Korean team develops a graphene-based optical modulator that mimics the human brain

The Korean state-run Electronics and Telecommunications Research Institute (ETRI) announced the development of a graphene-based optical modulator device capable of performing arithmetic and remembering it at the same time. According to ETRI, the device works much like a human brain.

The institute said its researchers have artificially recreated neural synapses in the device. It added the latest achievement will lay the foundation for the development of chips that will have a similar structure to the human brain and may also lead to the development of neuro-computers.

The ETRI team explains that parts for storage and arithmetic calculations coexist in the human brain. However, a computer needs two separate parts to perform both tasks. If two such parts coexist in a computer as they do in a human brain, transmission of information and arithmetic operations in computers can be carried out almost simultaneously.

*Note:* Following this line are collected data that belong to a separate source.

//! Live map objects a page is mounted with.

use mapstore::{ControlKind, HasTitle};

use crate::control::MapControl;
use crate::layer::{LayerKind, MapLayer};
use crate::view::ViewPreset;

/// Layers, view presets and controls of one map.
#[derive(Debug, Clone, Default, PartialEq)]
pub struct MapContext {
    /// Layers in drawing order.
    pub layers: Vec<MapLayer>,
    /// View presets the user can jump to.
    pub views: Vec<ViewPreset>,
    /// Controls placed on the map.
    pub controls: Vec<MapControl>,
}

impl MapContext {
    /// Layers of the given kind, in drawing order.
    pub fn layers_of(&self, kind: LayerKind) -> impl Iterator<Item = &MapLayer> {
        self.layers.iter().filter(move |layer| layer.kind() == kind)
    }

    /// Background layers.
    pub fn base_layers(&self) -> impl Iterator<Item = &MapLayer> {
        self.layers_of(LayerKind::Base)
    }

    /// Overlay layers.
    pub fn optional_layers(&self) -> impl Iterator<Item = &MapLayer> {
        self.layers_of(LayerKind::Optional)
    }

    /// Vector layers.
    pub fn vector_layers(&self) -> impl Iterator<Item = &MapLayer> {
        self.layers_of(LayerKind::Vector)
    }

    /// View preset with the given title.
    pub fn view(&self, title: &str) -> Option<&ViewPreset> {
        self.views.iter().find(|view| view.title() == title)
    }
}

/// Map used by the demo application.
pub fn demo_context() -> MapContext {
    MapContext {
        layers: vec![
            MapLayer::base("OSM Standard"),
            MapLayer::base("OSM Humanitarian"),
            MapLayer::base("Bing Maps"),
            MapLayer::base("Stamen Terrain"),
            MapLayer::optional("Railways"),
            MapLayer::optional("Country Borders"),
            MapLayer::optional("Tile Debug"),
            MapLayer::vector("Countries"),
            MapLayer::vector("Capitals"),
        ],
        views: vec![
            ViewPreset::new("World", "EPSG:4326", [0.0, 0.0], 2.0),
            ViewPreset::new("Europe", "EPSG:3857", [1_113_194.9, 6_446_275.8], 4.0),
            ViewPreset::new("Seoul", "EPSG:4326", [126.978, 37.566], 10.0),
        ],
        controls: MapControl::defaults()
            .into_iter()
            .chain([
                MapControl::new(ControlKind::ScaleLine),
                MapControl::new(ControlKind::FullScreen),
                MapControl::new(ControlKind::MousePosition),
            ])
            .collect(),
    }
}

Researchers have been focusing their efforts on developing a computer chip similar to a human brain because the brain has complete functionality in information delivery, an ETRI official said.

The team stated in the paper: We propose a graphene-based optical modulator and comprehensively investigate its photonic characteristics by electrically controlling the device with an ion-gel top-gate dielectric.

They said the density of the electrically driven charge carriers in the ion-gel gate dielectric plays a core role in tuning the optical output power of the device. The charge density at the ion-gel-graphene interface is tuned electrically, and the chemical potential of graphene is then changed to control its light absorption strength, they said.

"This study paves the way to the understanding of the operational principles and future applications of ion-gel-gated graphene optical devices in photonics.